* _Dataset_

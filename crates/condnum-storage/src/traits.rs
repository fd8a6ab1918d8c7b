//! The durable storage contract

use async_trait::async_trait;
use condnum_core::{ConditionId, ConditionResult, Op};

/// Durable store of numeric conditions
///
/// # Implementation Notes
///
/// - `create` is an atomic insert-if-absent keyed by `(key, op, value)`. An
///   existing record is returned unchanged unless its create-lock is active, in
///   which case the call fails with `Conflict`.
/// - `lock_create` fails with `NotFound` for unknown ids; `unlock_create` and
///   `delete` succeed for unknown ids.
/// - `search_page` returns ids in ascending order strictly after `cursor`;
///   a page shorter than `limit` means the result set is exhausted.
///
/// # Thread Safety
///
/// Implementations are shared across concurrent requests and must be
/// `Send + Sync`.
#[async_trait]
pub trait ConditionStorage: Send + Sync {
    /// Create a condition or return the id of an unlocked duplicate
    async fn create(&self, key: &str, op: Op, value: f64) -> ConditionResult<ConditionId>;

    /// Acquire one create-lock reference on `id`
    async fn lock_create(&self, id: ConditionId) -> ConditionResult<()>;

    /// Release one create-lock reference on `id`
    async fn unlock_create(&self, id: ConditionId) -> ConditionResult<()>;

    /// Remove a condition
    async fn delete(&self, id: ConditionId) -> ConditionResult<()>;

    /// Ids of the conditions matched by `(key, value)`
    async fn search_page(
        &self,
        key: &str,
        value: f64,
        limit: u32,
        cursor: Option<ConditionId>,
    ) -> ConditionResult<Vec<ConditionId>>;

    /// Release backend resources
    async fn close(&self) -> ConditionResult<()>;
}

==

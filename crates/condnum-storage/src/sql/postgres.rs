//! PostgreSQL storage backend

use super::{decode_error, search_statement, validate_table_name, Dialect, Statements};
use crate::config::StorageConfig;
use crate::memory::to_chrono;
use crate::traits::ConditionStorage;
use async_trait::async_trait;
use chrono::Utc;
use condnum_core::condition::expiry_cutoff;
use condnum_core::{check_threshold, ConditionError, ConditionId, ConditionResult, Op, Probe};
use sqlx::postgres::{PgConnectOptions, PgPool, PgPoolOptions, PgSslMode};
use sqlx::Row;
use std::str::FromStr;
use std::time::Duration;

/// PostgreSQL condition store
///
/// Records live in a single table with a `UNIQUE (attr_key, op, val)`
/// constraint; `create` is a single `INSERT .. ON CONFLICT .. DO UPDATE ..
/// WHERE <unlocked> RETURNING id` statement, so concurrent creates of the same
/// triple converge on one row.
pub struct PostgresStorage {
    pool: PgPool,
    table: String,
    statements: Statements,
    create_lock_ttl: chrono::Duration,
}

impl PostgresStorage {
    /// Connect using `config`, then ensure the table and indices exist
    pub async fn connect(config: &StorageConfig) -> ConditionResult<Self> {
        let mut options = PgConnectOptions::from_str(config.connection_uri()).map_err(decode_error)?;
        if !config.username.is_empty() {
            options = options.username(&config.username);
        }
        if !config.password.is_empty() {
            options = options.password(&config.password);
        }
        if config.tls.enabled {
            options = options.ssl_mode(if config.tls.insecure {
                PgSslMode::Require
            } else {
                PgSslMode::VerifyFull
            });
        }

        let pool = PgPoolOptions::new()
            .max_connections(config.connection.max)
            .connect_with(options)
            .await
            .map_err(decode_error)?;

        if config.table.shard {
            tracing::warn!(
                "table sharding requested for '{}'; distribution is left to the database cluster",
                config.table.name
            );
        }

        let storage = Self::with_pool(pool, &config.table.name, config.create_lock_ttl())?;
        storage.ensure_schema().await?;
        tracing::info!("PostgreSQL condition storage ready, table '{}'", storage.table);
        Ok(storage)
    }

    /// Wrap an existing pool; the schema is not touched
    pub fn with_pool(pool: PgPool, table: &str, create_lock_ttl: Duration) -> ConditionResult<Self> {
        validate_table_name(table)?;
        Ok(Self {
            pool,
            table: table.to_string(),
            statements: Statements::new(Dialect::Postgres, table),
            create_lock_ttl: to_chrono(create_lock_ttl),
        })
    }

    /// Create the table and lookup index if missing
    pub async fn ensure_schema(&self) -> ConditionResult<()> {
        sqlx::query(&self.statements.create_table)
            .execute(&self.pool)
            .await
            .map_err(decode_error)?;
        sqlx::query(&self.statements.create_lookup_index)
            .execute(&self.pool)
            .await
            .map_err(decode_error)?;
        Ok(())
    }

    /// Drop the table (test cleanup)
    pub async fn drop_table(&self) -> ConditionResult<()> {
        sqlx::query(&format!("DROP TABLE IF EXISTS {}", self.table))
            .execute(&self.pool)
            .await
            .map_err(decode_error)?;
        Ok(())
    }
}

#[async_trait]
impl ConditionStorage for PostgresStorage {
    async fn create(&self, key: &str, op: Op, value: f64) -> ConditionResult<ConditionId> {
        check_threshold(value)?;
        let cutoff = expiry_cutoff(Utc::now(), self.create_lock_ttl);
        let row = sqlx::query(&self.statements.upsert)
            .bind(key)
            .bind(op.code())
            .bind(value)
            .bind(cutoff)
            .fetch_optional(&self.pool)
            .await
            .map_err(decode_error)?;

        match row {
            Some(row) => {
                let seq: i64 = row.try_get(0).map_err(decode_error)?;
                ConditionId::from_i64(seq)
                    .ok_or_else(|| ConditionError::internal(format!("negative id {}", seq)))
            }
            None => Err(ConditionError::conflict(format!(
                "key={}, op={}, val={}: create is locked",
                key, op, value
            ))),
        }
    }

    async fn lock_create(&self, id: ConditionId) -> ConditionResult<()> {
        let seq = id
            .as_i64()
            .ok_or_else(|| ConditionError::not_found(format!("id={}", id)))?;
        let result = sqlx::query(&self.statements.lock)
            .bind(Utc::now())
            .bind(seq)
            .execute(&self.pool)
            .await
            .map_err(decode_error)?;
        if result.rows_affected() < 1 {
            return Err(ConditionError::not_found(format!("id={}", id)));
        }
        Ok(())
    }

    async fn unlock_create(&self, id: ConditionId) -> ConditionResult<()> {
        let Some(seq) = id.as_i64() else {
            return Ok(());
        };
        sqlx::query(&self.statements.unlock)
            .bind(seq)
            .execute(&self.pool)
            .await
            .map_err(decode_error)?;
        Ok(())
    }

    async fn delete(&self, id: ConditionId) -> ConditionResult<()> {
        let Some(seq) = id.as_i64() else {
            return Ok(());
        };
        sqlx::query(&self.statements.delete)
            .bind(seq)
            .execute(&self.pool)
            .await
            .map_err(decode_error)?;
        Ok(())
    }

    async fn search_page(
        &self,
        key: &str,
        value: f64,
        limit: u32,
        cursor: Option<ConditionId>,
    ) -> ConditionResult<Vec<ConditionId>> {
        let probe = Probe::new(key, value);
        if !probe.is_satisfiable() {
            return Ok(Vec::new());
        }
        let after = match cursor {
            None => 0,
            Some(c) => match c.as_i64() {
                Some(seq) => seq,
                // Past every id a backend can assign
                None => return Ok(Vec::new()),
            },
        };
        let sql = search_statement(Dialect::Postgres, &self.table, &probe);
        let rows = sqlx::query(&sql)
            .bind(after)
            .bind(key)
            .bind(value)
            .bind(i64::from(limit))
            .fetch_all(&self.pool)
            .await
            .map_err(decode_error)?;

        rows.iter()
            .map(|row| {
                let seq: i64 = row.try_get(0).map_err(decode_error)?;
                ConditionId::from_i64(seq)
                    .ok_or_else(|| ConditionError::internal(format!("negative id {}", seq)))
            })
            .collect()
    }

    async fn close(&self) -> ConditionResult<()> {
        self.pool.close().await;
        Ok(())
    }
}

* _Activity_
Retype only this portion of the data above: the line containing "filename crates/condnum-storage/src/traits.rs", the line containing "for unknown ids.", and all lines between them, exactly.

* _Finished task_
filename crates/condnum-storage/src/traits.rs
repository fd8a6ab1918d8c7b
//! The durable storage contract

use async_trait::async_trait;
use condnum_core::{ConditionId, ConditionResult, Op};

/// Durable store of numeric conditions
///
/// # Implementation Notes
///
/// - `create` is an atomic insert-if-absent keyed by `(key, op, value)`. An
///   existing record is returned unchanged unless its create-lock is active, in
///   which case the call fails with `Conflict`.
/// - `lock_create` fails with `NotFound` for unknown ids; `unlock_create` and
///   `delete` succeed for unknown ids.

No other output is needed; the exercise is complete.